3.5.1 Klachtonderdeel 1) Het off-label voorschrijven
3.5.1.1 De toelichting van de inspectie
Hoewel de huisarts op 8 april 2020 aan de inspectie had toegezegd geen HCQ meer te
zullen voorschrijven aan patiënten met Covid-19, heeft hij op 20 januari en 2 februari
2021 ivermectine en op 8 februari 2021 HCQ aan patiënten voorgeschreven. Met het off-label
voorschrijven van deze geneesmiddelen heeft de huisarts zich niet gehouden aan de
op dat moment van toepassing zijnde wet- en regelgeving en de geldende professionele
standaard.
Op grond van de Gnw mogen geneesmiddelen alleen worden voorgeschreven voor de indicatie
waarvoor dat geneesmiddel is geregistreerd. Van die hoofdregel mag alleen in uitzonderingssituaties
worden afgeweken. Het off-label voorschrijven van geneesmiddelen is op grond van artikel
68 Gnw alleen toegestaan, wanneer binnen de beroepsgroep protocollen en standaarden
zijn ontwikkeld voor het off-label voorschrijven van geneesmiddelen voor een specifieke
indicatie, die dat gebruik toestaan. Is het off-label gebruik van een bepaald medicijn
(zoals HCQ of ivermectine) voor een specifieke indicatie (bijvoorbeeld Covid-19) niet
expliciet toegestaan, dan is dat verboden. De inspectie stelt zich op het standpunt
dat artikel 68 Gnw uitsluitend ziet op door de Nederlandse beroepsgroep ontwikkelde
protocollen en standaarden. Als de protocollen en standaarden nog in ontwikkeling
zijn, is overleg tussen de behandelend arts en een apotheker noodzakelijk.

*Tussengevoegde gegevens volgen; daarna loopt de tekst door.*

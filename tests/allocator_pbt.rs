//! Property-Based Tests for the hour allocator and mastery projection
//!
//! Tests the following invariants:
//! - Budget: total allocated hours never exceed H
//! - Per-topic cap: no topic exceeds min(H, ceil(time_required))
//! - Monotonicity: a larger budget never lowers the optimum
//! - Diminishing returns: marginal improvement is non-increasing
//! - Optimality: DP matches exhaustive search for two areas
//! - Projection: predict_mastery is non-decreasing and bounded by 0.95

use proptest::prelude::*;

use exam_planner::{predict_mastery, FocusArea, HourAllocator, Strategy as StudyStrategy};

// ============================================================================
// Arbitrary Generators
// ============================================================================

fn arb_focus_area(id: usize) -> impl Strategy<Value = FocusArea> {
    (0.0f64..0.8f64)
        .prop_flat_map(|current| (Just(current), 0.11f64..(0.95 - current), 0.1f64..3.0f64))
        .prop_map(move |(current, gap, weight)| FocusArea {
            topic_id: format!("topic-{id}"),
            topic_name: format!("Topic {id}"),
            current_mastery: current,
            target_mastery: current + gap,
            improvement_potential: gap * weight,
            time_required: gap * 50.0,
            strategy: StudyStrategy::from_gap(gap),
        })
}

fn arb_focus_areas() -> impl Strategy<Value = Vec<FocusArea>> {
    (0usize..5).prop_flat_map(|n| (0..n).map(arb_focus_area).collect::<Vec<_>>())
}

// ============================================================================
// Properties
// ============================================================================

proptest! {
    #[test]
    fn prop_budget_and_caps_respected(areas in arb_focus_areas(), budget in 0u32..160) {
        let alloc = HourAllocator::allocate(&areas, budget);
        prop_assert!(alloc.total_hours() <= budget);
        for area in &areas {
            let cap = (area.time_required.ceil() as u32).min(budget);
            prop_assert!(alloc.hours_for(&area.topic_id) <= cap);
        }
    }

    #[test]
    fn prop_objective_matches_allocation(areas in arb_focus_areas(), budget in 0u32..160) {
        let alloc = HourAllocator::allocate(&areas, budget);
        let recomputed: f64 = areas
            .iter()
            .map(|a| HourAllocator::improvement(a, alloc.hours_for(&a.topic_id) as f64))
            .sum();
        prop_assert!((recomputed - alloc.total_improvement).abs() < 1e-9);
    }

    #[test]
    fn prop_larger_budget_never_worse(
        areas in arb_focus_areas(),
        budget in 0u32..120,
        extra in 1u32..40,
    ) {
        let small = HourAllocator::allocate(&areas, budget);
        let large = HourAllocator::allocate(&areas, budget + extra);
        prop_assert!(large.total_improvement >= small.total_improvement);
    }

    #[test]
    fn prop_diminishing_returns(
        area in arb_focus_area(0),
        h in 0.0f64..100.0,
        delta in 0.5f64..20.0,
    ) {
        let f = |x: f64| HourAllocator::improvement(&area, x);
        let first = f(h + delta) - f(h);
        let second = f(h + 2.0 * delta) - f(h + delta);
        prop_assert!(second <= first + 1e-12);
    }

    #[test]
    fn prop_matches_exhaustive_search(
        a in arb_focus_area(0),
        b in arb_focus_area(1),
        budget in 0u32..60,
    ) {
        let alloc = HourAllocator::allocate(&[a.clone(), b.clone()], budget);
        let mut best = 0.0f64;
        for ha in 0..=HourAllocator::topic_cap(&a, budget) {
            for hb in 0..=HourAllocator::topic_cap(&b, budget) {
                if ha + hb <= budget {
                    best = best.max(
                        HourAllocator::improvement(&a, ha as f64)
                            + HourAllocator::improvement(&b, hb as f64),
                    );
                }
            }
        }
        prop_assert!((alloc.total_improvement - best).abs() < 1e-9);
    }

    #[test]
    fn prop_predict_mastery_bounded_and_monotone(
        current in 0.0f64..=1.0,
        hours in 0.0f64..500.0,
        more in 0.0f64..100.0,
    ) {
        let lo = predict_mastery(current, hours);
        let hi = predict_mastery(current, hours + more);
        prop_assert!(lo <= 0.95);
        prop_assert!(hi <= 0.95);
        prop_assert!(hi + 1e-15 >= lo);
    }
}

#[test]
fn test_smallest_sufficient_allocation_on_ties() {
    let area = |id: &str| FocusArea {
        topic_id: id.to_string(),
        topic_name: id.to_string(),
        current_mastery: 0.4,
        target_mastery: 0.6,
        improvement_potential: 0.2,
        time_required: 10.0,
        strategy: StudyStrategy::Maintenance,
    };
    // One hour, two identical areas: both choices tie, the later area keeps 0
    let alloc = HourAllocator::allocate(&[area("first"), area("second")], 1);
    assert_eq!(alloc.hours_for("first"), 1);
    assert_eq!(alloc.hours_for("second"), 0);
    assert_eq!(alloc.total_hours(), 1);
}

Gedurende de Covid-19 pandemie hebben verschillende (wetenschappelijke) beroepsorganisaties
zoals het Nederlands Huisartsen Genootschap (NHG) en het CBG in Nederland richtlijnen
en adviezen gepubliceerd met betrekking tot het gebruik en (off-label) voorschrijven
van HCQ en ivermectine ter behandeling van Covid-19. In de periode tot februari 2021
waren er binnen de beroepsgroep protocollen en standaarden ontwikkeld op basis waarvan
het off-label voorschrijven van HCQ en ivermectine aan patiënten met Covid-19 door
huisartsen werd afgeraden, dan wel werd aangegeven dat daarvoor geen plaats is. Het
in januari en februari 2021 voorschrijven van ivermectine en HCQ ter behandeling van
Covid-19 was daarom in strijd met de op dat moment geldende professionele standaard.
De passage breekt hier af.